[Work to complete]
Print the data that follows without changing a single word.

[Provided records]

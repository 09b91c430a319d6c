use std::any::Any;
use std::collections::BTreeMap;
use std::sync::Arc;
use std::time::Duration;

use futures::channel::oneshot;
use futures::future::{FutureExt, Shared};
use parking_lot::Mutex;

use crate::utils::CallOnDrop;

use super::cache_error::{CacheEntry, CacheError};
use super::cache_key::CacheKey;

/// A type-erased page payload as it is stored and published.
pub(crate) type ErasedPayload = Arc<dyn Any + Send + Sync>;

type ComputationChannel = Shared<oneshot::Receiver<CacheEntry<ErasedPayload>>>;
type ComputationMap = Arc<Mutex<BTreeMap<CacheKey, ComputationChannel>>>;

/// A handle to an in-flight page build that can be awaited by any number of followers.
pub(crate) type WaitHandle = ComputationChannel;

/// Ensures at most one page build runs per key.
///
/// An entry in the internal map *is* the "building" state of a key: it is inserted when a
/// caller claims the key and removed when the build publishes or is abandoned, so map
/// uniqueness is the at-most-one-builder invariant.
pub(crate) struct SingleFlightGroup {
    current_computations: ComputationMap,
}

/// The outcome of [`SingleFlightGroup::try_claim`].
pub(crate) enum Claim {
    /// The caller owns the build for this key and must publish through the slot.
    Claimed { slot: BuildSlot, handle: WaitHandle },
    /// Another task is already building this key.
    InFlight(WaitHandle),
}

/// The owning side of a claimed key.
///
/// Publishing consumes the slot. Dropping it without publishing (builder panic, task
/// abort) still releases the key and resolves all waiters with
/// [`CacheError::Cancelled`], so a failed build can never leave the key stuck.
pub(crate) struct BuildSlot {
    sender: oneshot::Sender<CacheEntry<ErasedPayload>>,
    release: CallOnDrop,
}

impl SingleFlightGroup {
    pub fn new() -> Self {
        SingleFlightGroup {
            current_computations: Arc::new(Mutex::new(BTreeMap::new())),
        }
    }

    /// Atomically claims `key`, or joins the build already in flight for it.
    pub fn try_claim(&self, key: &CacheKey) -> Claim {
        let mut current_computations = self.current_computations.lock();

        if let Some(channel) = current_computations.get(key) {
            return Claim::InFlight(channel.clone());
        }

        let (sender, receiver) = oneshot::channel();
        let channel = receiver.shared();
        current_computations.insert(key.clone(), channel.clone());

        let release = {
            let key = key.clone();
            let current_computations = Arc::clone(&self.current_computations);
            CallOnDrop::new(move || {
                current_computations.lock().remove(&key);
            })
        };

        Claim::Claimed {
            slot: BuildSlot { sender, release },
            handle: channel,
        }
    }

    /// Number of builds currently in flight.
    ///
    /// Best-effort: reports zero instead of blocking on a contended lock.
    pub fn len(&self) -> usize {
        self.current_computations
            .try_lock()
            .map(|current| current.len())
            .unwrap_or_default()
    }
}

impl BuildSlot {
    /// Publishes the build outcome to all waiters, exactly once.
    ///
    /// The claim is released before the result is sent, so a concurrent caller either
    /// joins a channel that will still receive data, or finds no claim and starts a
    /// fresh build.
    pub fn publish(self, result: CacheEntry<ErasedPayload>) {
        let BuildSlot { sender, release } = self;
        drop(release);
        sender.send(result).ok();
    }
}

/// Awaits the in-flight build behind `handle`.
///
/// All waiters observe the same published outcome, in no particular order. A `limit`
/// bounds only this caller's wait; the build runs on regardless.
pub(crate) async fn wait(handle: WaitHandle, limit: Option<Duration>) -> CacheEntry<ErasedPayload> {
    let outcome = async move {
        match handle.await {
            Ok(entry) => entry,
            // The owning build was dropped before it could publish.
            Err(oneshot::Canceled) => Err(CacheError::Cancelled),
        }
    };

    match limit {
        Some(limit) => tokio::time::timeout(limit, outcome)
            .await
            .unwrap_or(Err(CacheError::WaitTimeout(limit))),
        None => outcome.await,
    }
}
/// Execute a callback on dropping of the container type.
///
/// The callback must not panic under any circumstance. Since it is called while dropping an
/// item, this might result in aborting program execution.
pub struct CallOnDrop {
    f: Option<Box<dyn FnOnce() + Send + 'static>>,
}

impl CallOnDrop {
    /// Creates a new `CallOnDrop`.
    pub fn new<F: FnOnce() + Send + 'static>(f: F) -> CallOnDrop {
        CallOnDrop {
            f: Some(Box::new(f)),
        }
    }
}

impl Drop for CallOnDrop {
    fn drop(&mut self) {
        if let Some(f) = self.f.take() {
            f();
        }
    }
}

[Your response]
repository 09b91c430a319d6c
use std::any::Any;
use std::collections::BTreeMap;
use std::sync::Arc;
use std::time::Duration;

use futures::channel::oneshot;
use futures::future::{FutureExt, Shared};
use parking_lot::Mutex;

use crate::utils::CallOnDrop;

use super::cache_error::{CacheEntry, CacheError};
use super::cache_key::CacheKey;

/// A type-erased page payload as it is stored and published.
pub(crate) type ErasedPayload = Arc<dyn Any + Send + Sync>;

type ComputationChannel = Shared<oneshot::Receiver<CacheEntry<ErasedPayload>>>;
type ComputationMap = Arc<Mutex<BTreeMap<CacheKey, ComputationChannel>>>;

/// A handle to an in-flight page build that can be awaited by any number of followers.
pub(crate) type WaitHandle = ComputationChannel;

/// Ensures at most one page build runs per key.
///
/// An entry in the internal map *is* the "building" state of a key: it is inserted when a
/// caller claims the key and removed when the build publishes or is abandoned, so map
/// uniqueness is the at-most-one-builder invariant.
pub(crate) struct SingleFlightGroup {
    current_computations: ComputationMap,
}

/// The outcome of [`SingleFlightGroup::try_claim`].
pub(crate) enum Claim {
    /// The caller owns the build for this key and must publish through the slot.
    Claimed { slot: BuildSlot, handle: WaitHandle },
    /// Another task is already building this key.
    InFlight(WaitHandle),
}

/// The owning side of a claimed key.
///
/// Publishing consumes the slot. Dropping it without publishing (builder panic, task
/// abort) still releases the key and resolves all waiters with
/// [`CacheError::Cancelled`], so a failed build can never leave the key stuck.
pub(crate) struct BuildSlot {
    sender: oneshot::Sender<CacheEntry<ErasedPayload>>,
    release: CallOnDrop,
}

impl SingleFlightGroup {
    pub fn new() -> Self {
        SingleFlightGroup {
            current_computations: Arc::new(Mutex::new(BTreeMap::new())),
        }
    }

    /// Atomically claims `key`, or joins the build already in flight for it.
    pub fn try_claim(&self, key: &CacheKey) -> Claim {
        let mut current_computations = self.current_computations.lock();

        if let Some(channel) = current_computations.get(key) {
            return Claim::InFlight(channel.clone());
        }

        let (sender, receiver) = oneshot::channel();
        let channel = receiver.shared();
        current_computations.insert(key.clone(), channel.clone());

        let release = {
            let key = key.clone();
            let current_computations = Arc::clone(&self.current_computations);
            CallOnDrop::new(move || {
                current_computations.lock().remove(&key);
            })
        };

        Claim::Claimed {
            slot: BuildSlot { sender, release },
            handle: channel,
        }
    }

    /// Number of builds currently in flight.
    ///
    /// Best-effort: reports zero instead of blocking on a contended lock.
    pub fn len(&self) -> usize {
        self.current_computations
            .try_lock()
            .map(|current| current.len())
            .unwrap_or_default()
    }
}

impl BuildSlot {
    /// Publishes the build outcome to all waiters, exactly once.
    ///
    /// The claim is released before the result is sent, so a concurrent caller either
    /// joins a channel that will still receive data, or finds no claim and starts a
    /// fresh build.
    pub fn publish(self, result: CacheEntry<ErasedPayload>) {
        let BuildSlot { sender, release } = self;
        drop(release);
        sender.send(result).ok();
    }
}

/// Awaits the in-flight build behind `handle`.
///
/// All waiters observe the same published outcome, in no particular order. A `limit`
/// bounds only this caller's wait; the build runs on regardless.
pub(crate) async fn wait(handle: WaitHandle, limit: Option<Duration>) -> CacheEntry<ErasedPayload> {
    let outcome = async move {
        match handle.await {
            Ok(entry) => entry,
            // The owning build was dropped before it could publish.
            Err(oneshot::Canceled) => Err(CacheError::Cancelled),
        }
    };

    match limit {
        Some(limit) => tokio::time::timeout(limit, outcome)
            .await
            .unwrap_or(Err(CacheError::WaitTimeout(limit))),
        None => outcome.await,
    }
}
/// Execute a callback on dropping of the container type.
///
/// The callback must not panic under any circumstance. Since it is called while dropping an
/// item, this might result in aborting program execution.
pub struct CallOnDrop {
    f: Option<Box<dyn FnOnce() + Send + 'static>>,
}

impl CallOnDrop {
    /// Creates a new `CallOnDrop`.
    pub fn new<F: FnOnce() + Send + 'static>(f: F) -> CallOnDrop {
        CallOnDrop {
            f: Some(Box::new(f)),
        }
    }
}

impl Drop for CallOnDrop {
    fn drop(&mut self) {
        if let Some(f) = self.f.take() {
            f();
        }
    }
}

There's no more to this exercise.